Moreover, SCs are often the target cells of external toxic substances which cause a direct toxic effect on spermatogenesis by destroying the structure and function of SCs [48]. Furthermore, testes are naturally oxygen-deprived organs. The lactate generated via LDH under SC glycolysis is an important energy source, which could meet the needs of energy and substances for the rapid growth of proliferating spermatogenic cells [ 53, 54] . Three key enzymes, HK2, PKM2, and LDHA, are essential drivers in glycolysis, which increase glucose uptake and lactate production and enhance cell growth [ 55, 56] . Previous studies have shown that diabetes stimulates glycogen accumulation in testis, reduces the energy supply of SCs to spermatocytes and spermatozoa, downregulates the expression level of LDH mRNA in SCs, which ultimately increases the number of apoptotic spermatogenic cells [ 57, 58] . In addition, the lactate accumulation in testicular tissue is significantly decreased in diabetic men, concomitant with the reduced expression of LDH protein [59]. Our results showed decreased expressions of HK2, PKM2, and LDHA in the testis of DM mice, including spermatogenic cells and SCs, which are positively correlated with testicular spermatogenic disorder. Some pharmaceutical interventions used for DM currently exhibit better effects for the testicular spermatogenic disorder. Pioglitazone increases the lactate level and stimulates the glycolytic flux in SCs of DM men, significantly improving spermatogenesis dysfunction and male fertility [60]. Moreover, the pharmacological dose of metformin could improve the reproductive potential of diabetic men by decreasing the expression levels of GLUT1, GLUT3, MCT4, and PFK1 and increasing LDH activity, which in turn inhibits apoptosis of spermatogenic cells [61]. In addition, the expressions of GLUT2, GLUT3, PFK1, and the activity of LDH in the testis of prediabetic rats and the improvement of the sperm quality could be elevated by drinking white tea [62]. In the present study, we showed that NMN supplementation could upregulate the expression levels of HK2, PKM2, and LDHA in DM mice testis, indicating that NMN may improve DM-induced spermatogenic dysfunction via regulating the glycolysis pathway. However, the potential mechanisms of NMN in regulating glycolysis pathway need to be further investigated.

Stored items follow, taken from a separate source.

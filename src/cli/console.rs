//! Line-based console used by the interactive portal menus

use std::io::{self, Write};
use std::process;

use chrono::{NaiveDate, NaiveTime, Weekday};
use hindeburg_ssp::core::faq::{Faq, FaqSection};
use hindeburg_ssp::core::models::Inquiry;

const ANSI_RED: &str = "\u{1B}[31m";
const ANSI_GREEN: &str = "\u{1B}[32m";
const ANSI_YELLOW: &str = "\u{1B}[33m";
const ANSI_RESET: &str = "\u{1B}[0m";

/// Prompt/response console with styled output.
///
/// All prompts read one line from stdin. End of input terminates the
/// process cleanly, so piped sessions end instead of spinning on a
/// closed stream.
#[derive(Debug, Default, Clone, Copy)]
pub struct Console;

impl Console {
    /// Create a console over stdin/stdout
    #[must_use]
    pub const fn new() -> Self {
        Self
    }

    /// Print a prompt and read one line of input
    #[must_use]
    pub fn get_input(&self, prompt: &str) -> String {
        print!("{prompt}");
        let _ = io::stdout().flush();

        let mut line = String::new();
        match io::stdin().read_line(&mut line) {
            Ok(0) | Err(_) => process::exit(0),
            Ok(_) => {}
        }
        if line.ends_with('\n') {
            line.pop();
            if line.ends_with('\r') {
                line.pop();
            }
        }
        line
    }

    /// Ask a yes/no question.
    ///
    /// Accepts `y`/`yes` and `n`/`no` in any case; any other answer is
    /// treated as yes only when it spells `true`.
    #[must_use]
    pub fn get_yes_no_input(&self, prompt: &str) -> bool {
        println!("{prompt} [Y/n]");
        let line = self.get_input("");
        if line.eq_ignore_ascii_case("y") || line.eq_ignore_ascii_case("yes") {
            true
        } else if line.eq_ignore_ascii_case("n") || line.eq_ignore_ascii_case("no") {
            false
        } else {
            line.trim().eq_ignore_ascii_case("true")
        }
    }

    /// Prompt until the user enters a non-negative integer
    #[must_use]
    pub fn get_unsigned_input(&self, prompt: &str) -> u32 {
        loop {
            let input = self.get_input(prompt);
            match input.trim().parse::<u32>() {
                Ok(value) => return value,
                Err(_) => self.display_error(&format!("Invalid option {input}")),
            }
        }
    }

    /// Read a `YYYY-MM-DD` date
    pub fn get_date_input(&self, prompt: &str) -> Result<NaiveDate, String> {
        let input = self.get_input(prompt);
        NaiveDate::parse_from_str(input.trim(), "%Y-%m-%d")
            .map_err(|e| format!("Invalid date '{input}': {e}"))
    }

    /// Read a `HH:MM` time (seconds are accepted but not required)
    pub fn get_time_input(&self, prompt: &str) -> Result<NaiveTime, String> {
        let input = self.get_input(prompt);
        let trimmed = input.trim();
        NaiveTime::parse_from_str(trimmed, "%H:%M")
            .or_else(|_| NaiveTime::parse_from_str(trimmed, "%H:%M:%S"))
            .map_err(|e| format!("Invalid time '{input}': {e}"))
    }

    /// Read a day of the week, e.g. `MONDAY`
    pub fn get_weekday_input(&self, prompt: &str) -> Result<Weekday, String> {
        let input = self.get_input(prompt);
        input
            .trim()
            .parse::<Weekday>()
            .map_err(|_| format!("Invalid day of week '{input}'"))
    }

    /// Print an unstyled line
    pub fn display_info(&self, text: &str) {
        println!("{text}");
    }

    /// Print a line in green
    pub fn display_success(&self, text: &str) {
        println!("{ANSI_GREEN}{text}{ANSI_RESET}");
    }

    /// Print a line in yellow
    pub fn display_warning(&self, text: &str) {
        println!("{ANSI_YELLOW}{text}{ANSI_RESET}");
    }

    /// Print a line in red
    pub fn display_error(&self, text: &str) {
        println!("{ANSI_RED}{text}{ANSI_RESET}");
    }

    /// Print a horizontal divider
    pub fn display_divider(&self) {
        println!("-------------------------");
    }

    /// Print the numbered top-level FAQ topics
    pub fn display_faq(&self, faq: &Faq) {
        println!("Frequently Asked Questions");
        self.display_divider();
        for (i, section) in faq.sections.iter().enumerate() {
            println!("[{i}] {}", section.topic);
        }
    }

    /// Print a section's questions and answers followed by its numbered
    /// subsections
    pub fn display_faq_section(&self, section: &FaqSection) {
        println!("{}", section.topic);
        self.display_divider();
        for item in &section.items {
            println!("{}", item.question);
            println!("> {}", item.answer);
        }

        println!("Subsections:");
        for (i, subsection) in section.subsections.iter().enumerate() {
            println!("[{i}] {}", subsection.topic);
        }
    }

    /// Print one inquiry with its assignment state
    pub fn display_inquiry(&self, inquiry: &Inquiry) {
        println!("Inquirer: {}", inquiry.inquirer_email);
        println!("Created at: {}", inquiry.created_at);
        println!(
            "Assigned to: {}",
            inquiry.assigned_to.as_deref().unwrap_or("No one")
        );
        println!("Query:");
        println!("{}", inquiry.content);
    }
}
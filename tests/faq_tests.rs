//! Integration tests for FAQ topic management and update subscriptions

use hindeburg_ssp::core::context::SharedContext;
use hindeburg_ssp::core::faq::FaqSection;

const STUDENT: &str = "student1@hindeburg.ac.uk";

/// A context whose FAQ holds Courses/Deadlines and Exams/Deadlines
fn context_with_faq_tree() -> SharedContext {
    let mut ctx = SharedContext::default();

    let (courses, created) = ctx.faq.add_section("Courses");
    assert!(created);
    ctx.faq
        .section_at_mut(&[courses])
        .expect("section was just added")
        .add_subsection(FaqSection::new("Deadlines".to_string()));

    let (exams, created) = ctx.faq.add_section("Exams");
    assert!(created);
    ctx.faq
        .section_at_mut(&[exams])
        .expect("section was just added")
        .add_subsection(FaqSection::new("Deadlines".to_string()));

    ctx
}

#[test]
fn test_subscription_keys_come_from_topic_paths() {
    let mut ctx = context_with_faq_tree();

    let courses_deadlines = ctx
        .faq
        .topic_path(&[0, 0])
        .expect("path exists");
    let exams_deadlines = ctx
        .faq
        .topic_path(&[1, 0])
        .expect("path exists");
    assert_eq!(courses_deadlines, "Courses/Deadlines");
    assert_eq!(exams_deadlines, "Exams/Deadlines");

    assert!(ctx.register_for_faq_updates(STUDENT, &courses_deadlines));

    // The topics share a name but not a path, so only one key matches
    assert_eq!(
        ctx.subscribers_for_topic(&courses_deadlines),
        vec![STUDENT.to_string()]
    );
    assert!(ctx.subscribers_for_topic(&exams_deadlines).is_empty());
}

#[test]
fn test_subscribers_are_listed_in_address_order() {
    let mut ctx = context_with_faq_tree();

    assert!(ctx.register_for_faq_updates("carol@hindeburg.ac.uk", "Courses/Deadlines"));
    assert!(ctx.register_for_faq_updates("alice@hindeburg.ac.uk", "Courses/Deadlines"));
    assert!(ctx.register_for_faq_updates("bob@hindeburg.ac.uk", "Courses/Deadlines"));

    assert_eq!(
        ctx.subscribers_for_topic("Courses/Deadlines"),
        vec![
            "alice@hindeburg.ac.uk".to_string(),
            "bob@hindeburg.ac.uk".to_string(),
            "carol@hindeburg.ac.uk".to_string(),
        ]
    );
}

#[test]
fn test_unregister_removes_only_that_subscription() {
    let mut ctx = context_with_faq_tree();

    assert!(ctx.register_for_faq_updates(STUDENT, "Courses/Deadlines"));
    assert!(ctx.register_for_faq_updates(STUDENT, "Exams/Deadlines"));

    assert!(ctx.unregister_for_faq_updates(STUDENT, "Courses/Deadlines"));
    assert!(!ctx.unregister_for_faq_updates(STUDENT, "Courses/Deadlines"));

    assert!(ctx.subscribers_for_topic("Courses/Deadlines").is_empty());
    assert_eq!(
        ctx.subscribers_for_topic("Exams/Deadlines"),
        vec![STUDENT.to_string()]
    );
}

#[test]
fn test_new_topic_is_created_under_the_browse_position() {
    let mut ctx = context_with_faq_tree();

    // Reuse an existing subtopic instead of duplicating it
    let courses = ctx.faq.section_at_mut(&[0]).expect("root section");
    assert_eq!(courses.find_subsection("Deadlines"), Some(0));
    assert_eq!(courses.subsections.len(), 1);

    // A fresh subtopic lands next to it
    assert_eq!(courses.find_subsection("Marking"), None);
    let marking = courses.add_subsection(FaqSection::new("Marking".to_string()));
    assert_eq!(marking, 1);

    let item_id = ctx
        .faq
        .section_at_mut(&[0, marking])
        .expect("subsection was just added")
        .add_item(
            "When are marks released?".to_string(),
            "Four weeks after the exam board.".to_string(),
            None,
        );
    assert_eq!(item_id, 0);

    assert_eq!(
        ctx.faq.topic_path(&[0, marking]).expect("path exists"),
        "Courses/Marking"
    );
}
//! Guest session actions

use hindeburg_ssp::core::audit;
use hindeburg_ssp::core::context::SharedContext;
use hindeburg_ssp::core::models::User;
use hindeburg_ssp::external::AuthenticationService;

use crate::console::Console;

/// Ask for credentials and install the authenticated user on success
pub fn login(ctx: &mut SharedContext, console: &Console, auth: &dyn AuthenticationService) {
    let username = console.get_input("Enter your username: ");
    let password = console.get_input("Enter your password: ");

    match auth.login(&username, &password) {
        Ok(session) => {
            audit::log_action(&session.email, "login", &username, audit::SUCCESS);
            ctx.current_user = User::Authenticated {
                email: session.email,
                role: session.role,
            };
            console.display_success(&format!("Logged in as {username}"));
        }
        Err(message) => console.display_error(&message),
    }
}
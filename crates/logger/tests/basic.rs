//! Integration tests for the `logger` crate

use logger::{debug, error, info, warn};
use logger::{set_level, set_level_from_str, Level};

#[test]
fn recognised_level_names_parse() {
    for name in ["error", "err", "warn", "warning", "info", "debug", "DEBUG", "Info"] {
        assert!(set_level_from_str(name), "'{name}' should parse");
    }
}

#[test]
fn unknown_level_names_do_not_parse() {
    for name in ["trace", "quiet", "all", ""] {
        assert!(!set_level_from_str(name), "'{name}' should be rejected");
    }
}

#[test]
fn every_macro_emits_without_panicking() {
    set_level(Level::Debug);
    info!("session opened for {}", "student1");
    warn!("config file missing, falling back to defaults");
    error!("authentication backend unreachable");
    debug!("menu selection: {}", 3);
}

#[cfg(feature = "log-debug")]
#[test]
fn debug_flag_gates_debug_output() {
    use logger::{disable_debug, enable_debug, is_debug_enabled};

    set_level(Level::Debug);
    disable_debug();
    assert!(!is_debug_enabled());
    debug!("suppressed while the flag is off");

    enable_debug();
    assert!(is_debug_enabled());
    debug!("emitted once the flag is back on");
}
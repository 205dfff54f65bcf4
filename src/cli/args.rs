//! CLI argument definitions for the Hindeburg Self Service Portal

use clap::{builder::BoolishValueParser, Parser, Subcommand, ValueEnum};
use std::path::PathBuf;

use hindeburg_ssp::config::ConfigOverrides;
use logger::Level;

/// Log level as accepted on the command line.
///
/// Renders as a lowercase string for config storage and converts into
/// `logger::Level` for runtime use.
#[derive(Copy, Clone, Debug, ValueEnum, PartialEq, Eq)]
pub enum LogLevelArg {
    /// Errors only
    Error,
    /// Errors and warnings
    Warn,
    /// Adds informational messages
    Info,
    /// Everything, including debug traces
    Debug,
}

impl From<LogLevelArg> for Level {
    fn from(arg: LogLevelArg) -> Self {
        match arg {
            LogLevelArg::Error => Self::Error,
            LogLevelArg::Warn => Self::Warn,
            LogLevelArg::Info => Self::Info,
            LogLevelArg::Debug => Self::Debug,
        }
    }
}

impl std::fmt::Display for LogLevelArg {
    fn fmt(&self, f: &mut std::fmt::Formatter<'_>) -> std::fmt::Result {
        let as_str = match self {
            Self::Error => "error",
            Self::Warn => "warn",
            Self::Info => "info",
            Self::Debug => "debug",
        };
        write!(f, "{as_str}")
    }
}

#[derive(Debug, Subcommand)]
pub enum ConfigSubcommand {
    /// Print one configuration value, or all of them when KEY is omitted
    Get {
        /// Optional configuration key to display (e.g., `level`, `file`, `admin_email`)
        #[arg(value_name = "KEY")]
        key: Option<String>,
    },
    /// Store a configuration value
    Set {
        /// Key to store under
        #[arg(value_name = "KEY")]
        key: String,
        /// Value to store
        #[arg(value_name = "VALUE")]
        value: String,
    },
    /// Put one key back to its built-in default
    Unset {
        /// Key to restore
        #[arg(value_name = "KEY")]
        key: String,
    },
    /// Discard the config file and start from the built-in defaults (asks first)
    Reset,
}

#[derive(Debug, Subcommand)]
pub enum Command {
    /// Inspect or edit the stored configuration; bare `config` prints everything
    Config {
        #[command(subcommand)]
        subcommand: Option<ConfigSubcommand>,
    },
}

#[derive(Parser, Debug)]
#[command(
    name = "hssp",
    about = "Hindeburg Self Service Portal command-line interface",
    version = env!("CARGO_PKG_VERSION")
)]
pub struct Cli {
    /// Runtime log level for this invocation; the configured level applies when omitted
    #[arg(long, value_enum)]
    pub log_level: Option<LogLevelArg>,

    /// Show progress output on the console for this invocation
    #[arg(short = 'v', long = "verbose")]
    pub verbose: bool,

    /// Shorthand for debug level plus the runtime debug flag
    #[arg(long = "debug")]
    pub debug_flag: bool,

    /// Mirror leveled log lines into the given file
    #[arg(long, value_name = "PATH")]
    pub log_file: Option<PathBuf>,

    // Stored-config overrides; each one replaces the corresponding
    // config-file field for this invocation.
    /// Replace the configured logging level
    #[arg(long = "config-level", value_enum)]
    pub config_level: Option<LogLevelArg>,

    /// Replace the configured log file path
    #[arg(long = "config-log-file", value_name = "PATH")]
    pub config_log_file: Option<PathBuf>,

    /// Replace the configured verbose flag (true/false)
    #[arg(long = "config-verbose", value_parser = BoolishValueParser::new())]
    pub config_verbose: Option<bool>,

    /// Replace the admin-staff inbox that receives new inquiries
    #[arg(long = "config-admin-email", value_name = "EMAIL")]
    pub config_admin_email: Option<String>,

    /// Replace the admin-staff inbox (short form)
    #[arg(long = "admin-email", value_name = "EMAIL")]
    pub admin_email: Option<String>,

    /// Replace the sender address used for portal notifications
    #[arg(long = "config-sender", value_name = "EMAIL")]
    pub config_sender: Option<String>,

    /// Replace the notification sender address (short form)
    #[arg(long = "sender", value_name = "EMAIL")]
    pub sender: Option<String>,

    /// What to run; the interactive portal starts when omitted
    #[command(subcommand)]
    pub command: Option<Command>,
}

impl Cli {
    /// Collect the override flags into a `ConfigOverrides` for
    /// [`Config::apply_overrides`](hindeburg_ssp::config::Config::apply_overrides).
    ///
    /// Short-form flags (`--admin-email`) win over their long-form
    /// counterparts (`--config-admin-email`) when both are given. `None`
    /// means the flag was not passed and the config value stands.
    pub fn to_config_overrides(&self) -> ConfigOverrides {
        ConfigOverrides {
            level: self.config_level.map(|lvl| lvl.to_string().to_lowercase()),
            file: self
                .config_log_file
                .as_ref()
                .map(|p| p.to_string_lossy().to_string()),
            verbose: self.config_verbose,
            admin_email: self
                .admin_email
                .clone()
                .or_else(|| self.config_admin_email.clone()),
            sender: self.sender.clone().or_else(|| self.config_sender.clone()),
        }
    }
}

#[cfg(test)]
mod tests {
    use super::*;

    fn bare_cli() -> Cli {
        Cli {
            log_level: None,
            verbose: false,
            debug_flag: false,
            log_file: None,
            config_level: None,
            config_log_file: None,
            config_verbose: None,
            config_admin_email: None,
            admin_email: None,
            config_sender: None,
            sender: None,
            command: None,
        }
    }

    #[test]
    fn test_level_arg_maps_to_name_and_level() {
        let expected = [
            (LogLevelArg::Error, "error", Level::Error),
            (LogLevelArg::Warn, "warn", Level::Warn),
            (LogLevelArg::Info, "info", Level::Info),
            (LogLevelArg::Debug, "debug", Level::Debug),
        ];
        for (arg, name, level) in expected {
            assert_eq!(arg.to_string(), name);
            assert_eq!(Level::from(arg), level);
        }
    }

    #[test]
    fn test_no_flags_produce_no_overrides() {
        let overrides = bare_cli().to_config_overrides();
        assert!(overrides.level.is_none());
        assert!(overrides.file.is_none());
        assert!(overrides.verbose.is_none());
        assert!(overrides.admin_email.is_none());
        assert!(overrides.sender.is_none());
    }

    #[test]
    fn test_each_override_flag_lands_in_its_field() {
        let cli = Cli {
            config_level: Some(LogLevelArg::Debug),
            config_log_file: Some(PathBuf::from("/tmp/hssp.log")),
            config_verbose: Some(true),
            admin_email: Some("inquiries@hindeburg.ac.nz".to_string()),
            sender: Some("noreply@hindeburg.ac.nz".to_string()),
            ..bare_cli()
        };

        let overrides = cli.to_config_overrides();
        assert_eq!(overrides.level, Some("debug".to_string()));
        assert_eq!(overrides.file, Some("/tmp/hssp.log".to_string()));
        assert_eq!(overrides.verbose, Some(true));
        assert_eq!(
            overrides.admin_email,
            Some("inquiries@hindeburg.ac.nz".to_string())
        );
        assert_eq!(overrides.sender, Some("noreply@hindeburg.ac.nz".to_string()));
    }

    #[test]
    fn test_short_address_flags_beat_config_prefixed_ones() {
        let cli = Cli {
            config_admin_email: Some("long@hindeburg.ac.nz".to_string()),
            admin_email: Some("short@hindeburg.ac.nz".to_string()),
            config_sender: Some("long-sender@hindeburg.ac.nz".to_string()),
            sender: Some("short-sender@hindeburg.ac.nz".to_string()),
            ..bare_cli()
        };

        let overrides = cli.to_config_overrides();
        assert_eq!(
            overrides.admin_email,
            Some("short@hindeburg.ac.nz".to_string())
        );
        assert_eq!(
            overrides.sender,
            Some("short-sender@hindeburg.ac.nz".to_string())
        );
    }

    #[test]
    fn test_config_prefixed_flags_apply_on_their_own() {
        let cli = Cli {
            config_admin_email: Some("long@hindeburg.ac.nz".to_string()),
            config_sender: Some("long-sender@hindeburg.ac.nz".to_string()),
            ..bare_cli()
        };

        let overrides = cli.to_config_overrides();
        assert_eq!(
            overrides.admin_email,
            Some("long@hindeburg.ac.nz".to_string())
        );
        assert_eq!(
            overrides.sender,
            Some("long-sender@hindeburg.ac.nz".to_string())
        );
    }
}
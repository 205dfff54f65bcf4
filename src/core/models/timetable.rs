//! Student timetable model

use super::activity::day_name;
use chrono::{NaiveDate, NaiveDateTime, NaiveTime, Weekday};
use serde::{Deserialize, Serialize};
use std::collections::BTreeMap;
use std::fmt;

/// Whether a student has committed to attending a slot
#[derive(Debug, Clone, Copy, PartialEq, Eq, Serialize, Deserialize)]
pub enum TimeSlotStatus {
    /// The student attends this slot
    Chosen,
    /// The slot is on the timetable but not picked yet
    Unchosen,
}

impl fmt::Display for TimeSlotStatus {
    fn fmt(&self, f: &mut fmt::Formatter<'_>) -> fmt::Result {
        f.write_str(match self {
            Self::Chosen => "CHOSEN",
            Self::Unchosen => "UNCHOSEN",
        })
    }
}

/// One entry in a student's timetable, derived from a course activity
#[derive(Debug, Clone, PartialEq, Serialize, Deserialize)]
pub struct TimeSlot {
    /// Day of the week the slot repeats on
    pub day: Weekday,

    /// First date the slot runs
    pub start_date: NaiveDate,

    /// Weekly start time
    pub start_time: NaiveTime,

    /// Last date the slot runs
    pub end_date: NaiveDate,

    /// Weekly end time
    pub end_time: NaiveTime,

    /// Code of the course the slot belongs to
    pub course_code: String,

    /// Id of the activity the slot was created from
    pub activity_id: u32,

    /// Chosen or unchosen
    pub status: TimeSlotStatus,
}

impl TimeSlot {
    /// Create a new time slot
    #[allow(clippy::too_many_arguments)]
    #[must_use]
    pub const fn new(
        day: Weekday,
        start_date: NaiveDate,
        start_time: NaiveTime,
        end_date: NaiveDate,
        end_time: NaiveTime,
        course_code: String,
        activity_id: u32,
        status: TimeSlotStatus,
    ) -> Self {
        Self {
            day,
            start_date,
            start_time,
            end_date,
            end_time,
            course_code,
            activity_id,
            status,
        }
    }

    /// Case-insensitive course code match, ignoring surrounding whitespace
    #[must_use]
    pub fn has_course_code(&self, code: &str) -> bool {
        self.course_code.eq_ignore_ascii_case(code.trim())
    }

    /// Whether this slot was created from the given activity id
    #[must_use]
    pub const fn has_activity_id(&self, id: u32) -> bool {
        self.activity_id == id
    }

    /// Whether the student committed to this slot
    #[must_use]
    pub fn is_chosen(&self) -> bool {
        self.status == TimeSlotStatus::Chosen
    }

    /// Combined start date and time
    #[must_use]
    pub const fn start(&self) -> NaiveDateTime {
        self.start_date.and_time(self.start_time)
    }

    /// Combined end date and time
    #[must_use]
    pub const fn end(&self) -> NaiveDateTime {
        self.end_date.and_time(self.end_time)
    }
}

impl fmt::Display for TimeSlot {
    fn fmt(&self, f: &mut fmt::Formatter<'_>) -> fmt::Result {
        write!(
            f,
            "[{} - {} - {}] {} {}-{} ({} to {}) {}",
            self.course_code,
            self.activity_id,
            self.status,
            day_name(self.day),
            self.start_time.format("%H:%M"),
            self.end_time.format("%H:%M"),
            self.start_date.format("%Y-%m-%d"),
            self.end_date.format("%Y-%m-%d"),
            if self.is_chosen() { "✓" } else { "" },
        )
    }
}

/// A student's personal timetable
#[derive(Debug, Clone, Serialize, Deserialize)]
pub struct Timetable {
    /// Email of the student the timetable belongs to
    pub student_email: String,

    /// Slots in insertion order
    pub slots: Vec<TimeSlot>,
}

impl Timetable {
    /// Create an empty timetable for a student
    #[must_use]
    pub const fn new(student_email: String) -> Self {
        Self {
            student_email,
            slots: Vec::new(),
        }
    }

    /// Append a slot to the timetable
    pub fn add_slot(&mut self, slot: TimeSlot) {
        self.slots.push(slot);
    }

    /// Whether any slot belongs to the given course (blank codes never match)
    #[must_use]
    pub fn has_slots_for_course(&self, course_code: &str) -> bool {
        let normalized = course_code.trim();
        if normalized.is_empty() {
            return false;
        }
        self.slots.iter().any(|slot| slot.has_course_code(normalized))
    }

    /// Remove every slot belonging to the given course (blank codes are a no-op)
    pub fn remove_slots_for_course(&mut self, course_code: &str) {
        let normalized = course_code.trim();
        if normalized.is_empty() {
            return;
        }
        self.slots.retain(|slot| !slot.has_course_code(normalized));
    }

    /// Number of chosen slots for the given course
    #[must_use]
    pub fn num_chosen_activities(&self, course_code: &str) -> usize {
        self.slots
            .iter()
            .filter(|slot| slot.has_course_code(course_code) && slot.is_chosen())
            .count()
    }

    /// Mark the slot for the given course and activity as chosen.
    /// Returns false if no such slot exists.
    pub fn choose_activity(&mut self, course_code: &str, activity_id: u32) -> bool {
        for slot in &mut self.slots {
            if slot.has_course_code(course_code) && slot.has_activity_id(activity_id) {
                slot.status = TimeSlotStatus::Chosen;
                return true;
            }
        }
        false
    }

    /// Check a proposed date-time range against every existing slot.
    ///
    /// The comparison is half-open over the combined `[start, end)` range
    /// of each slot and deliberately ignores the day of week: a slot that
    /// runs anywhere inside the proposed dates counts as a conflict. The
    /// first conflicting slot is reported as `(course_code, activity_id)`.
    #[must_use]
    pub fn check_conflicts(
        &self,
        start_date: NaiveDate,
        start_time: NaiveTime,
        end_date: NaiveDate,
        end_time: NaiveTime,
    ) -> Option<(String, u32)> {
        let new_start = start_date.and_time(start_time);
        let new_end = end_date.and_time(end_time);

        self.slots
            .iter()
            .find(|slot| new_start < slot.end() && new_end > slot.start())
            .map(|slot| (slot.course_code.clone(), slot.activity_id))
    }

    /// Render the Monday-to-Friday part of the timetable, sorted by day
    /// and start time
    #[must_use]
    pub fn to_working_week_string(&self) -> String {
        let mut out = format!("Timetable for {} (Working Week):\n", self.student_email);

        let mut sorted: Vec<&TimeSlot> = self.slots.iter().collect();
        sorted.sort_by_key(|slot| (slot.day.num_days_from_monday(), slot.start_time));

        let mut has_working_week_slots = false;
        for slot in sorted {
            if slot.day.num_days_from_monday() <= 4 {
                out.push_str(&slot.to_string());
                out.push('\n');
                has_working_week_slots = true;
            }
        }

        if !has_working_week_slots {
            return "No scheduled activities for the working week.".to_string();
        }

        out.trim().to_string()
    }
}

impl fmt::Display for Timetable {
    /// Full timetable including weekend slots, sorted by day and start time
    fn fmt(&self, f: &mut fmt::Formatter<'_>) -> fmt::Result {
        if self.slots.is_empty() {
            return f.write_str("No scheduled activities.");
        }

        let mut sorted: Vec<&TimeSlot> = self.slots.iter().collect();
        sorted.sort_by_key(|slot| (slot.day.num_days_from_monday(), slot.start_time));

        let mut out = format!("Timetable for {}:\n", self.student_email);
        for slot in sorted {
            out.push_str(&slot.to_string());
            out.push('\n');
        }
        f.write_str(out.trim())
    }
}

/// All student timetables, created lazily per student email
#[derive(Debug, Clone, Default, Serialize, Deserialize)]
pub struct TimetableStore {
    timetables: BTreeMap<String, Timetable>,
}

impl TimetableStore {
    /// Get the timetable for a student, creating an empty one on first use
    pub fn get_or_create(&mut self, student_email: &str) -> &mut Timetable {
        self.timetables
            .entry(student_email.to_string())
            .or_insert_with(|| Timetable::new(student_email.to_string()))
    }

    /// Look up an existing timetable
    #[must_use]
    pub fn get(&self, student_email: &str) -> Option<&Timetable> {
        self.timetables.get(student_email)
    }

    /// Iterate over all timetables mutably, in student email order
    pub fn values_mut(&mut self) -> impl Iterator<Item = &mut Timetable> {
        self.timetables.values_mut()
    }
}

In summary, hyperglycemia could damage the structure and function of SCs by inhibiting the glycolysis pathway, leading to apoptosis of spermatogenic cells, and reducing sperm quality. Our results demonstrated that NMN could reverse the changes in body and testis weights, sperm parameters, and testicular histology in STZ-induced diabetic mice. Furthermore, NMN also reduces spermatogenic cells apoptosis, upregulates the expressions of SC markers and glycolytic-related rate-limiting enzymes in testes. Therefore, our findings suggest that NMN may positively affect spermatogenic dysfunction by promoting the glycolysis pathway, providing a potential target for DM treatment with NMN.

COMPETING INTERESTS

The authors declare that they have no conflict of interest.

Funding Statement

This work was supported by the grants from the Horizontal Scientific Research Project of The First Affiliated Hospital of Shaoyang University (No. 2020HX01), Guangxi Natural Science Foundation, China (No. 2021GXNSFBA220010), the National Natural Science Foundation of China (No. 82101720), the Scientific Research Elevation Project of Young Faculty from Guangxi Universities (No. 2019KY0567), the Scientific Research and Technological Development Foundation of Baise (No. 20183331), the First Batch of High-level Talent Scientific Research Projects of the Affiliated Hospital of Youjiang Medical University for Nationalities in 2019 (No. R20196317), the National College Students Innovation and Entrepreneurship Training Program (No. X202110555520).